The outcry was swift.
“The Tulalip Tribes are extremely disappointed with the NEB’s decision to recommend approval of the TransMountain Pipeline. We are facing the very real threat of an oil spill that puts the Salish Sea at risk,” said Mel Sheldon, Tulalip Tribes Chairman, in a statement from environmental law group Earthjustice.
Canadian First Nations, tribes in the U.S. Northwest, and allied environmental groups vowed to continue their years-long battle against the pipeline to save the West Coast’s delicate coastal ecosystem and traditional Indigenous territory—particularly the threatened Salish Sea (pdf), through which oil and coal tankers travel and on which First Nations depend for sustenance fishing.
“The fishing grounds of the Salish Sea are the lifeblood of our peoples,” Sheldon said. “We cannot sit idly by while these waters are threatened by reckless increases in oil tanker traffic and the increased risk of catastrophic oil spills.”
The expansion will increase the capacity of Kinder Morgan’s Trans Mountain pipeline to 890,000 barrels a day from 300,000 and “increase the number of tanker trips through the region from about 70 per year to more than 400, raising the prospect of major spills, as well as other social, economic, and environmental impacts,” as Common Dreams has reported.
Deafening tanker traffic noise poses a severe threat to endangered killer whales that traverse the Salish Sea, notes BC-based endangered species advocacy group Raincoast.
The NEB’s approval comes despite years of public outcry against the project, from the 2014 occupation of Burnaby Mountain that blocked the pipeline’s path to this week’s kayaktivist blockade against oil tankers in Vancouver’s harbor.
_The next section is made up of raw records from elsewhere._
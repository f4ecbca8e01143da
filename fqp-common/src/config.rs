//! Configuration loading and root folder resolution
//!
//! Config file resolution priority:
//! 1. Command-line argument (highest priority)
//! 2. `FQP_CONFIG` environment variable
//! 3. `<config_dir>/fqp/fqp-norm.toml`
//! 4. Compiled defaults (fallback, logged as a warning)

use crate::{Error, Result};
use serde::{Deserialize, Serialize};
use std::collections::BTreeMap;
use std::path::{Path, PathBuf};
use tracing::{info, warn};

/// Environment variable naming an explicit config file
pub const CONFIG_ENV_VAR: &str = "FQP_CONFIG";
/// Environment variable overriding `[oracle] api_key`
pub const ORACLE_KEY_ENV_VAR: &str = "FQP_ORACLE_API_KEY";

/// Top-level TOML configuration for fqp-norm
#[derive(Debug, Clone, Default, Serialize, Deserialize)]
#[serde(default)]
pub struct TomlConfig {
    /// Folder holding the database and relative taxonomy paths
    pub root_folder: Option<PathBuf>,
    pub logging: LoggingConfig,
    pub database: DatabaseConfig,
    pub oracle: OracleConfig,
    pub pipeline: PipelineConfig,
    pub taxonomy: TaxonomyConfig,
    pub stages: StagesConfig,
}

#[derive(Debug, Clone, Serialize, Deserialize)]
#[serde(default)]
pub struct LoggingConfig {
    /// Default filter when RUST_LOG is unset
    pub level: String,
}

impl Default for LoggingConfig {
    fn default() -> Self {
        Self {
            level: "info".to_string(),
        }
    }
}

#[derive(Debug, Clone, Serialize, Deserialize)]
#[serde(default)]
pub struct DatabaseConfig {
    /// Database file; defaults to `<root_folder>/fqp.db`
    pub path: Option<PathBuf>,
    /// Upper bound on lock-contention retries for a single write
    pub max_lock_wait_ms: u64,
}

impl Default for DatabaseConfig {
    fn default() -> Self {
        Self {
            path: None,
            max_lock_wait_ms: 5000,
        }
    }
}

/// Classification oracle endpoint and call policy
#[derive(Debug, Clone, Serialize, Deserialize)]
#[serde(default)]
pub struct OracleConfig {
    pub base_url: String,
    pub api_key: Option<String>,
    /// Per-request deadline
    pub timeout_secs: u64,
    pub requests_per_minute: u32,
    pub max_attempts: u32,
    pub initial_backoff_ms: u64,
    pub max_backoff_ms: u64,
}

impl Default for OracleConfig {
    fn default() -> Self {
        Self {
            base_url: "http://127.0.0.1:8088".to_string(),
            api_key: None,
            timeout_secs: 120,
            requests_per_minute: 30,
            max_attempts: 3,
            initial_backoff_ms: 5000,
            max_backoff_ms: 60_000,
        }
    }
}

#[derive(Debug, Clone, Serialize, Deserialize)]
#[serde(default)]
pub struct PipelineConfig {
    /// Concurrent documents per sweep (clamped to 1..=4)
    pub workers: usize,
    pub unit_classifier_version: String,
    pub label_classifier_version: String,
}

impl Default for PipelineConfig {
    fn default() -> Self {
        Self {
            workers: 2,
            unit_classifier_version: "1.0".to_string(),
            label_classifier_version: "1.0".to_string(),
        }
    }
}

impl PipelineConfig {
    pub fn effective_workers(&self) -> usize {
        self.workers.clamp(1, 4)
    }
}

/// Taxonomy playbooks keyed by domain category
#[derive(Debug, Clone, Serialize, Deserialize)]
#[serde(default)]
pub struct TaxonomyConfig {
    /// domain category -> YAML playbook path
    pub playbooks: BTreeMap<String, PathBuf>,
    /// alias -> domain category (e.g. "banks" -> "banking")
    pub aliases: BTreeMap<String, String>,
}

impl Default for TaxonomyConfig {
    fn default() -> Self {
        let mut playbooks = BTreeMap::new();
        playbooks.insert(
            "banking".to_string(),
            PathBuf::from("playbooks/banking.yml"),
        );
        let mut aliases = BTreeMap::new();
        aliases.insert("banks".to_string(), "banking".to_string());
        Self { playbooks, aliases }
    }
}

/// Currently deployed logic version of each quality stage
///
/// `None` means the stage has no deployed logic; it is never attempted and
/// never checked for version drift.
#[derive(Debug, Clone, Serialize, Deserialize)]
#[serde(default)]
pub struct StagesConfig {
    pub stage_1: Option<String>,
    pub stage_2: Option<String>,
    pub stage_3: Option<String>,
    pub stage_4: Option<String>,
    pub stage_5: Option<String>,
}

impl Default for StagesConfig {
    fn default() -> Self {
        Self {
            stage_1: Some("1.0".to_string()),
            stage_2: None,
            stage_3: None,
            stage_4: None,
            stage_5: None,
        }
    }
}

impl StagesConfig {
    pub fn versions(&self) -> [Option<String>; 5] {
        [
            self.stage_1.clone(),
            self.stage_2.clone(),
            self.stage_3.clone(),
            self.stage_4.clone(),
            self.stage_5.clone(),
        ]
    }
}

impl TomlConfig {
    /// Root folder, falling back to the OS-dependent default
    pub fn root_folder(&self) -> PathBuf {
        self.root_folder
            .clone()
            .unwrap_or_else(default_root_folder)
    }

    pub fn database_path(&self) -> PathBuf {
        match &self.database.path {
            Some(path) => self.resolve_path(path),
            None => self.root_folder().join("fqp.db"),
        }
    }

    /// Resolve a possibly-relative path against the root folder
    pub fn resolve_path(&self, path: &Path) -> PathBuf {
        if path.is_absolute() {
            path.to_path_buf()
        } else {
            self.root_folder().join(path)
        }
    }

    /// Oracle API key: environment variable wins over the TOML value
    pub fn oracle_api_key(&self) -> Option<String> {
        if let Ok(key) = std::env::var(ORACLE_KEY_ENV_VAR) {
            if is_valid_key(&key) {
                return Some(key);
            }
        }
        self.oracle
            .api_key
            .as_ref()
            .filter(|k| is_valid_key(k))
            .cloned()
    }
}

/// Validate API key (non-empty, non-whitespace)
pub fn is_valid_key(key: &str) -> bool {
    !key.trim().is_empty()
}

/// Locate the config file following the documented priority order
pub fn resolve_config_path(cli_arg: Option<&Path>) -> Option<PathBuf> {
    // Priority 1: Command-line argument
    if let Some(path) = cli_arg {
        return Some(path.to_path_buf());
    }

    // Priority 2: Environment variable
    if let Ok(path) = std::env::var(CONFIG_ENV_VAR) {
        if !path.trim().is_empty() {
            return Some(PathBuf::from(path));
        }
    }

    // Priority 3: User config directory
    dirs::config_dir()
        .map(|d| d.join("fqp").join("fqp-norm.toml"))
        .filter(|p| p.exists())
}

/// Load configuration; a missing file yields defaults
///
/// An explicitly named file (CLI or ENV) that does not exist is an error.
pub fn load_config(cli_arg: Option<&Path>) -> Result<TomlConfig> {
    let explicit = cli_arg.is_some() || std::env::var(CONFIG_ENV_VAR).is_ok();

    let Some(path) = resolve_config_path(cli_arg) else {
        warn!("No config file found, using compiled defaults");
        return Ok(TomlConfig::default());
    };

    if !path.exists() {
        if explicit {
            return Err(Error::Config(format!(
                "Config file not found: {}",
                path.display()
            )));
        }
        warn!("Config file {} missing, using compiled defaults", path.display());
        return Ok(TomlConfig::default());
    }

    let config = load_config_file(&path)?;
    info!("Loaded configuration from {}", path.display());
    Ok(config)
}

/// Parse a TOML config file
pub fn load_config_file(path: &Path) -> Result<TomlConfig> {
    let content = std::fs::read_to_string(path)
        .map_err(|e| Error::Config(format!("Read {} failed: {}", path.display(), e)))?;
    toml::from_str(&content)
        .map_err(|e| Error::Config(format!("Parse {} failed: {}", path.display(), e)))
}

/// Get OS-dependent default root folder path
fn default_root_folder() -> PathBuf {
    if cfg!(target_os = "linux") {
        // ~/.local/share/fqp (or /var/lib/fqp for system-wide)
        dirs::data_local_dir()
            .map(|d| d.join("fqp"))
            .unwrap_or_else(|| PathBuf::from("/var/lib/fqp"))
    } else if cfg!(target_os = "macos") {
        dirs::data_dir()
            .map(|d| d.join("fqp"))
            .unwrap_or_else(|| PathBuf::from("/Library/Application Support/fqp"))
    } else if cfg!(target_os = "windows") {
        dirs::data_local_dir()
            .map(|d| d.join("fqp"))
            .unwrap_or_else(|| PathBuf::from("C:\\ProgramData\\fqp"))
    } else {
        PathBuf::from("./fqp_data")
    }
}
“The NEB listened politely and then ignored the concerns of U.S. sovereign tribal nations. The recommendation is a slap in the face.”
—Kristen Boyles, Earthjustice attorneyStaunch opposition emerged not only from Indigenous and environmental groups, but also government officials: 38 First Nations, 12 municipalities, and even the provincial government of British Columbia all spoke out against the pipeline expansion to the NEB during its review process, according to testimonies collected by environmental advocacy group Wilderness Committee.